The GPT-OSS QAT models from above can be deployed in MXFP4 format using performant serving engines like TensorRT-LLM, vLLM, and SGLang. To enable this, we provide a custom conversion script that transforms a Hugging Face–compatible BF16 checkpoint into the same MXFP4 weight-only format used by the original GPT-OSS release. This real MXFP4 quantized checkpoint can be deployed to supported runtimes just like the original GPT-OSS MXFP4 models.

To export the QAT checkpoint to real quantized MXFP4, run:

python convert_oai_mxfp4_weight_only.py  \
    --model_path gpt-oss-20b-qat \
    --output_path gpt-oss-20b-qat-real-mxfp4

Note: Model Optimizer currently exports quantized checkpoints in formats other than MXFP4. Support for ModelOpt-generated MXFP4 checkpoints in vLLM, SGLang, and TensorRT-LLM is planned and actively in development.

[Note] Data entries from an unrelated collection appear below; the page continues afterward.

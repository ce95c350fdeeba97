use serde::{Deserialize, Serialize};
use serde_json::{json, Map, Value};

#[derive(Debug, Clone, Copy, PartialEq, Eq, Hash, Serialize, Deserialize)]
#[serde(try_from = "String", into = "String")]
pub enum Role {
    User,
    Assistant,
}

impl Role {
    pub fn as_str(self) -> &'static str {
        match self {
            Role::User => "user",
            Role::Assistant => "assistant",
        }
    }

    /// Role name on the model wire.
    pub fn to_api_role(self) -> &'static str {
        match self {
            Role::User => "user",
            Role::Assistant => "model",
        }
    }

    pub fn is_user(self) -> bool {
        self == Role::User
    }

    pub fn is_assistant(self) -> bool {
        self == Role::Assistant
    }
}

impl TryFrom<&str> for Role {
    type Error = String;

    fn try_from(value: &str) -> Result<Self, Self::Error> {
        match value {
            "user" => Ok(Role::User),
            "assistant" | "model" => Ok(Role::Assistant),
            _ => Err(format!("invalid message role: {value}")),
        }
    }
}

impl TryFrom<String> for Role {
    type Error = String;

    fn try_from(value: String) -> Result<Self, Self::Error> {
        Self::try_from(value.as_str())
    }
}

impl From<Role> for String {
    fn from(value: Role) -> Self {
        value.as_str().to_string()
    }
}

/// A function call issued by the model, materialized on an assistant message.
#[derive(Debug, Clone, PartialEq, Serialize, Deserialize)]
pub struct ToolCall {
    pub id: String,
    pub name: String,
    pub parameters: Map<String, Value>,
}

#[derive(Debug, Clone, Copy, PartialEq, Eq, Hash, Serialize, Deserialize)]
#[serde(rename_all = "snake_case")]
pub enum ToolResultStatus {
    Success,
    Error,
    Denied,
    Blocked,
}

impl ToolResultStatus {
    pub fn as_str(self) -> &'static str {
        match self {
            ToolResultStatus::Success => "success",
            ToolResultStatus::Error => "error",
            ToolResultStatus::Denied => "denied",
            ToolResultStatus::Blocked => "blocked",
        }
    }
}

#[derive(Debug, Clone, Copy, PartialEq, Eq, Hash, Serialize, Deserialize)]
#[serde(rename_all = "snake_case")]
pub enum ToolFailureKind {
    UnknownTool,
    /// The tool ran and reported failure.
    ToolError,
    /// The tool could not be invoked at all.
    ToolCallFailure,
    Timeout,
    InvalidResult,
    Cancelled,
}

impl ToolFailureKind {
    pub fn as_str(self) -> &'static str {
        match self {
            ToolFailureKind::UnknownTool => "unknown_tool",
            ToolFailureKind::ToolError => "tool_error",
            ToolFailureKind::ToolCallFailure => "tool_call_failure",
            ToolFailureKind::Timeout => "timeout",
            ToolFailureKind::InvalidResult => "invalid_result",
            ToolFailureKind::Cancelled => "cancelled",
        }
    }
}

/// The observation for exactly one prior [`ToolCall`].
#[derive(Debug, Clone, PartialEq, Serialize, Deserialize)]
pub struct ToolResult {
    pub tool_call_id: String,
    pub tool_name: String,
    pub status: ToolResultStatus,
    #[serde(default, skip_serializing_if = "Option::is_none")]
    pub failure_kind: Option<ToolFailureKind>,
    pub result: Value,
}

impl ToolResult {
    pub fn success(call: &ToolCall, result: Value) -> Self {
        Self {
            tool_call_id: call.id.clone(),
            tool_name: call.name.clone(),
            status: ToolResultStatus::Success,
            failure_kind: None,
            result,
        }
    }

    pub fn failure(call: &ToolCall, kind: ToolFailureKind, message: impl Into<String>) -> Self {
        Self::failure_with_payload(call, kind, json!({ "error": message.into() }))
    }

    pub fn failure_with_payload(call: &ToolCall, kind: ToolFailureKind, payload: Value) -> Self {
        Self {
            tool_call_id: call.id.clone(),
            tool_name: call.name.clone(),
            status: ToolResultStatus::Error,
            failure_kind: Some(kind),
            result: payload,
        }
    }

    pub fn unknown_tool(call: &ToolCall) -> Self {
        Self::failure_with_payload(
            call,
            ToolFailureKind::UnknownTool,
            json!({
                "error": format!("Unknown tool: {}", call.name),
                "tool": call.name,
            }),
        )
    }

    pub fn denied(call: &ToolCall, message: impl Into<String>) -> Self {
        Self {
            tool_call_id: call.id.clone(),
            tool_name: call.name.clone(),
            status: ToolResultStatus::Denied,
            failure_kind: None,
            result: json!({ "error": message.into() }),
        }
    }

    pub fn blocked(call: &ToolCall, message: impl Into<String>) -> Self {
        Self {
            tool_call_id: call.id.clone(),
            tool_name: call.name.clone(),
            status: ToolResultStatus::Blocked,
            failure_kind: None,
            result: json!({ "error": message.into() }),
        }
    }

    pub fn cancelled(call: &ToolCall) -> Self {
        Self::failure(call, ToolFailureKind::Cancelled, "Turn was cancelled.")
    }

    pub fn is_success(&self) -> bool {
        self.status == ToolResultStatus::Success
    }

    /// The object handed back to the model as the function response.
    pub fn to_function_response(&self) -> Value {
        let mut response = Map::new();
        response.insert("status".to_string(), json!(self.status.as_str()));
        if let Some(kind) = self.failure_kind {
            response.insert("failure_kind".to_string(), json!(kind.as_str()));
        }
        response.insert("result".to_string(), self.result.clone());
        Value::Object(response)
    }
}

#[derive(Debug, Clone, PartialEq, Serialize, Deserialize)]
pub struct Message {
    pub id: String,
    pub role: Role,
    pub content: String,
    #[serde(default, skip_serializing_if = "Option::is_none")]
    pub tool_calls: Option<Vec<ToolCall>>,
    #[serde(default, skip_serializing_if = "Option::is_none")]
    pub tool_results: Option<Vec<ToolResult>>,
}

impl Message {
    pub fn user(content: impl Into<String>) -> Self {
        Self {
            id: new_message_id(),
            role: Role::User,
            content: content.into(),
            tool_calls: None,
            tool_results: None,
        }
    }

    /// The empty in-progress assistant message of a model round.
    pub fn assistant_placeholder() -> Self {
        Self {
            id: new_message_id(),
            role: Role::Assistant,
            content: String::new(),
            tool_calls: None,
            tool_results: None,
        }
    }

    /// Follow-up user message carrying one round's tool results.
    pub fn tool_results(results: Vec<ToolResult>) -> Self {
        Self {
            id: new_message_id(),
            role: Role::User,
            content: String::new(),
            tool_calls: None,
            tool_results: Some(results),
        }
    }

    pub fn calls(&self) -> &[ToolCall] {
        self.tool_calls.as_deref().unwrap_or(&[])
    }

    pub fn results(&self) -> &[ToolResult] {
        self.tool_results.as_deref().unwrap_or(&[])
    }

    /// True for an assistant message that never received content or calls.
    pub fn is_empty_assistant(&self) -> bool {
        self.role.is_assistant() && self.content.is_empty() && self.calls().is_empty()
    }
}

pub fn new_message_id() -> String {
    uuid::Uuid::new_v4().to_string()
}

pub fn new_tool_call_id() -> String {
    format!("call_{}", uuid::Uuid::new_v4().simple())
}

#[cfg(test)]
mod tests {
    use super::*;

    fn call(name: &str) -> ToolCall {
        ToolCall {
            id: "call-1".to_string(),
            name: name.to_string(),
            parameters: Map::new(),
        }
    }

    #[test]
    fn role_round_trips_through_strings() {
        assert_eq!(Role::try_from("model"), Ok(Role::Assistant));
        assert_eq!(String::from(Role::Assistant), "assistant");
        assert_eq!(Role::Assistant.to_api_role(), "model");
        assert!(Role::try_from("system").is_err());
    }

    #[test]
    fn unknown_tool_result_names_the_tool() {
        let result = ToolResult::unknown_tool(&call("teleport"));
        assert_eq!(result.status, ToolResultStatus::Error);
        assert_eq!(result.failure_kind, Some(ToolFailureKind::UnknownTool));
        assert_eq!(result.result["tool"], "teleport");
        assert_eq!(result.result["error"], "Unknown tool: teleport");
    }

    #[test]
    fn function_response_carries_status_and_kind() {
        let response =
            ToolResult::failure(&call("click"), ToolFailureKind::Timeout, "slow").to_function_response();
        assert_eq!(
            response,
            json!({"status": "error", "failure_kind": "timeout", "result": {"error": "slow"}})
        );

        let ok = ToolResult::success(&call("click"), json!({"success": true})).to_function_response();
        assert_eq!(ok, json!({"status": "success", "result": {"success": true}}));
    }

    #[test]
    fn placeholder_is_empty_assistant_until_filled() {
        let mut message = Message::assistant_placeholder();
        assert!(message.is_empty_assistant());
        message.content = "done".to_string();
        assert!(!message.is_empty_assistant());
        assert!(!Message::user("").is_empty_assistant());
    }

    #[test]
    fn tool_call_ids_are_distinct() {
        assert_ne!(new_tool_call_id(), new_tool_call_id());
    }
}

Deployment on TensorRT-LLM

To setup TensorRT-LLM, follow the official guide: Deploying GPT-OSS on TensorRT-LLM Once installed, launch an OpenAI-compatible endpoint using:

trtllm-serve path/to/quantized/checkpoint --tokenizer /path/to/tokenizer --max_batch_size <max_batch_size> --max_num_tokens <max_num_tokens> --max_seq_len <max_seq_len> --tp_size <tp_size> --pp_size <pp_size> --host <host_ip_address> --port <port> --kv_cache_free_gpu_memory_fraction 0.95
Deployment on SGLang

To setup SGLang, refer to the setup issue: SGLang Setup Guide Then start the server with:

python3 -m sglang.launch_server --model <model-path> --tp <tp_size>
Deployment on vLLM

To deploy with vLLM, follow the OpenAI Cookbook instructions Then start the server with:

vllm serve <model_path>

LoRA QAT: low memory footprint alternative for full parameter QAT

You may run QAT with LoRA to reduce the training GPU memory requirement. Using one node with 8 x 80 GB GPUs, you could perform QAT with LoRA on GPT OSS 120B model.

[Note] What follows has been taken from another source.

pub mod logging;
pub mod sse;
#[cfg(test)]
pub mod test_utils;
pub mod url;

Here is how to run LoRA QAT for GPT OSS 120B model:

python sft.py --config configs/sft_lora.yaml \
    --model_name_or_path openai/gpt-oss-120b \
    --quant_cfg MXFP4_MLP_WEIGHT_ONLY_CFG \
    --output_dir gpt-oss-120b-lora-qat

The LoRA-QAT adapter weights from the QAT process above need to be merged with the base weights for deployment. The custom conversion script above performs lora adapter merging before exporting MXFP4 weights. For this, specify the lora_path and base_model_path to the custom conversion script:

python convert_oai_mxfp4_weight_only.py  \
    --lora_path gpt-oss-120b-lora-qat \
    --base_path openai/gpt-oss-120b \
    --output_path gpt-oss-120b-lora-qat-merged-real-mxfp4

You can deploy this real quantized MXFP4 checkpoint just like the original GPT-OSS MXFP4 model.

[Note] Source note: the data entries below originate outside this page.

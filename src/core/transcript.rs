//! Pairing rules between tool calls and tool results.
//!
//! A result must answer a call of the latest assistant message, at most one
//! result per call, and no call may be left unanswered when a turn ends.
//! Breaking any rule is a [`ProtocolViolation`]: a bug in the core, never a
//! model or tool failure.

use std::collections::HashSet;

use crate::core::message::{Message, ToolCall, ToolResult};

#[derive(Debug, Clone, PartialEq, Eq, thiserror::Error)]
pub enum ProtocolViolation {
    #[error("tool result references unknown tool call {0}")]
    UnknownToolCall(String),
    #[error("tool call {0} received more than one result")]
    DuplicateResult(String),
    #[error("tool call {0} has no result")]
    MissingResult(String),
    #[error("tool results arrived with no assistant tool calls to answer")]
    NoPendingCalls,
}

/// Check that `results` answer `calls` exactly once each.
pub fn check_round(calls: &[ToolCall], results: &[ToolResult]) -> Result<(), ProtocolViolation> {
    if calls.is_empty() {
        return Err(ProtocolViolation::NoPendingCalls);
    }

    let known: HashSet<&str> = calls.iter().map(|call| call.id.as_str()).collect();
    let mut answered: HashSet<&str> = HashSet::new();
    for result in results {
        let id = result.tool_call_id.as_str();
        if !known.contains(id) {
            return Err(ProtocolViolation::UnknownToolCall(id.to_string()));
        }
        if !answered.insert(id) {
            return Err(ProtocolViolation::DuplicateResult(id.to_string()));
        }
    }

    match calls.iter().find(|call| !answered.contains(call.id.as_str())) {
        Some(missing) => Err(ProtocolViolation::MissingResult(missing.id.clone())),
        None => Ok(()),
    }
}

/// Tool calls of the latest assistant message that have no result message
/// following them.
pub fn unanswered_calls(messages: &[Message]) -> Vec<&ToolCall> {
    let Some(position) = messages
        .iter()
        .rposition(|message| message.role.is_assistant())
    else {
        return Vec::new();
    };

    let answered: HashSet<&str> = messages[position + 1..]
        .iter()
        .flat_map(|message| message.results())
        .map(|result| result.tool_call_id.as_str())
        .collect();

    messages[position]
        .calls()
        .iter()
        .filter(|call| !answered.contains(call.id.as_str()))
        .collect()
}

/// Latest assistant message's calls, the ones a new result round answers.
pub fn pending_calls(messages: &[Message]) -> &[ToolCall] {
    messages
        .iter()
        .rev()
        .find(|message| message.role.is_assistant())
        .map(Message::calls)
        .unwrap_or(&[])
}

Quantization Aware Training & Deployment for models beyond GPT-OSS

Easy QAT from ModelOpt using LLaMA-Factory

ModelOpt provides easy end to end QAT via LLaMA-Factory, an open-source repository for LLM/VLM finetuning. Please refer to LLaMa-Factory QAT example for performing QAT on your favorite models.

Deployment of ModelOpt QAT/PTQ models beyond GPT-OSS

ModelOpt supports exporting a wide variety of models after QAT/PTQ to TensorRT-LLM, vLLM, SGLang etc. Please refer to llm_ptq.